Meraviglia che il presidente della Repubblica acconsenta che un generale non si dimetta nelle mani
dell'autorità politica a cui è sottordinato, di cui è dipendente. Confonde che il capo dello Stato
accetti di svolgere il ruolo del tutto improprio di destinatario di una lettera che abusivamente gli è
stata consegnata, chiudendo gli occhi sul disprezzo che il generale assegna al governo per di più
prendendo per buono un presunto "spirito di servizio verso le istituzioni".
E' un pericoloso, e inedito, precedente nella storia della Repubblica. Dovremo presto attenderci che
il capo della polizia rifiuti di dimettersi nelle mani del ministro dell'Interno o che il capo di Stato
maggiore della Difesa non consegni il suo addio al ministro della Difesa, tanto del governo si può
fare a meno?
La sensazione è che questo "caso Speciale", nato dalla debolezza del governo e dalla volontà di
compromesso con un minaccioso network spionistico e illegale, di cui il generale è stato attore di
prima fila, moltiplicherà le sue muffe, se non affrontato con energia. Di compromesso in
compromesso, di timidezza in timidezza, siamo arrivati alla delegittimazione dei poteri del governo.

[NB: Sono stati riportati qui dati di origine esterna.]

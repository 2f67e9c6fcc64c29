//! End-to-end capture through the synthetic backend

use std::sync::Arc;
use std::thread;
use std::time::{Duration, Instant};

use live_scope::audio::{SessionState, SyntheticBackend, Waveform};
use live_scope::config::{AppConfig, CaptureConfig};
use live_scope::{ErrorKind, ScopeController};

fn ramp_backend(block_frames: usize) -> Arc<SyntheticBackend> {
    Arc::new(
        SyntheticBackend::new()
            .with_waveform(Waveform::Ramp)
            .with_block_frames(block_frames)
            .with_period(Duration::from_millis(1)),
    )
}

/// Tick until `frames` frames were signalled or the timeout passes
fn tick_frames(scope: &mut ScopeController, frames: usize, timeout: Duration) -> Vec<Vec<f32>> {
    let deadline = Instant::now() + timeout;
    let mut seen = Vec::new();
    while seen.len() < frames && Instant::now() < deadline {
        scope.tick(&mut |snapshot: &[f32]| seen.push(snapshot.to_vec()));
        thread::sleep(Duration::from_millis(5));
    }
    seen
}

#[test]
fn window_fills_with_most_recent_downsampled_samples() {
    let backend = ramp_backend(32);
    // 10 ms at 8 kHz, every 2nd frame: 40 samples
    let config = CaptureConfig {
        sample_rate: 8000,
        window_length_ms: 10,
        downsample_factor: 2,
        ..CaptureConfig::default()
    };
    let mut scope = ScopeController::new(backend, config, 20).unwrap();
    assert_eq!(scope.display_len(), 40);

    scope.start().unwrap();
    let frames = tick_frames(&mut scope, 3, Duration::from_secs(3));
    scope.stop();

    assert!(frames.len() >= 3);
    let last = frames.last().unwrap();
    assert_eq!(last.len(), 40);

    // Ramp values spaced by the stride; dropped blocks only widen a gap
    let written: Vec<f32> = last.iter().copied().skip_while(|&s| s == 0.0).collect();
    assert!(!written.is_empty());
    for pair in written.windows(2) {
        let step = pair[1] - pair[0];
        assert!(step > 0.0 && step % 2.0 == 0.0, "unexpected step {}", step);
    }
    assert!(written.windows(2).any(|pair| pair[1] - pair[0] == 2.0));
    assert_eq!(scope.session_state(), SessionState::Idle);
}

#[test]
fn reconfiguration_under_load_never_mixes_generations() {
    let backend = ramp_backend(64);
    let mut scope = ScopeController::new(backend.clone(), CaptureConfig::default(), 20).unwrap();
    scope.start().unwrap();
    tick_frames(&mut scope, 2, Duration::from_secs(3));

    scope.set_downsample(4).unwrap();
    assert!(scope.snapshot().iter().all(|&s| s == 0.0));
    assert_eq!(scope.display_len(), 11025);

    let frames = tick_frames(&mut scope, 2, Duration::from_secs(3));
    let last = frames.last().expect("frames after reconfiguration");
    let written: Vec<f32> = last.iter().copied().skip_while(|&s| s == 0.0).collect();
    for pair in written.windows(2) {
        let step = pair[1] - pair[0];
        assert!(step > 0.0 && step % 4.0 == 0.0, "unexpected step {}", step);
    }
    assert!(written.windows(2).any(|pair| pair[1] - pair[0] == 4.0));

    scope.set_sample_rate(22050).unwrap();
    assert_eq!(scope.session_state(), SessionState::Running);
    assert_eq!(backend.opened_count(), 2);
    assert_eq!(backend.live_streams(), 1);
    scope.stop();
    assert_eq!(backend.live_streams(), 0);
}

#[test]
fn controller_from_app_config() {
    let app = AppConfig::from_toml_str(
        r#"
        [capture]
        sample_rate = 16000
        window_length_ms = 250
        device_id = "synthetic:secondary"

        [queue]
        capacity = 4
        "#,
    )
    .unwrap();

    let backend = ramp_backend(16);
    let mut scope = ScopeController::from_app_config(backend, &app).unwrap();
    assert_eq!(scope.display_len(), 4000);
    assert_eq!(scope.queue_stats().capacity, 4);

    scope.start().unwrap();
    assert_eq!(
        scope.bound_device().map(|d| d.id.as_str()),
        Some("synthetic:secondary")
    );
    scope.stop();
}

#[test]
fn missing_configured_device_fails_start() {
    let config = CaptureConfig {
        device_id: Some("input:gone".to_string()),
        ..CaptureConfig::default()
    };
    let mut scope = ScopeController::new(ramp_backend(16), config, 20).unwrap();

    let err = scope.start().unwrap_err();
    assert_eq!(err.kind(), ErrorKind::DeviceNotFound);
    assert_eq!(scope.session_state(), SessionState::Idle);
}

Considerare quel soldato sleale e infedele, come pare fare oggi la maggioranza, soltanto un
dissipatore di risorse pubbliche per qualche viaggio a sbafo in elicottero non è una buona strada.
Meglio sarebbe ricordare la proposta del generale "tutto d'un pezzo" di violare i segreti d'ufficio
avanzata al vice-ministro Visco (e rifiutata). O tenere a mente quando, con il governo di centrodestra, i segreti della Guardia di Finanza diventavano pubblici per essere utilizzati, in piena
campagna elettorale, da Silvio Berlusconi con denunce alla magistratura. Pensare di lisciare il pelo a
quel soldato e ai soldati come lui, è peggio di una cattiva idea. E' un errore politico e istituzionale.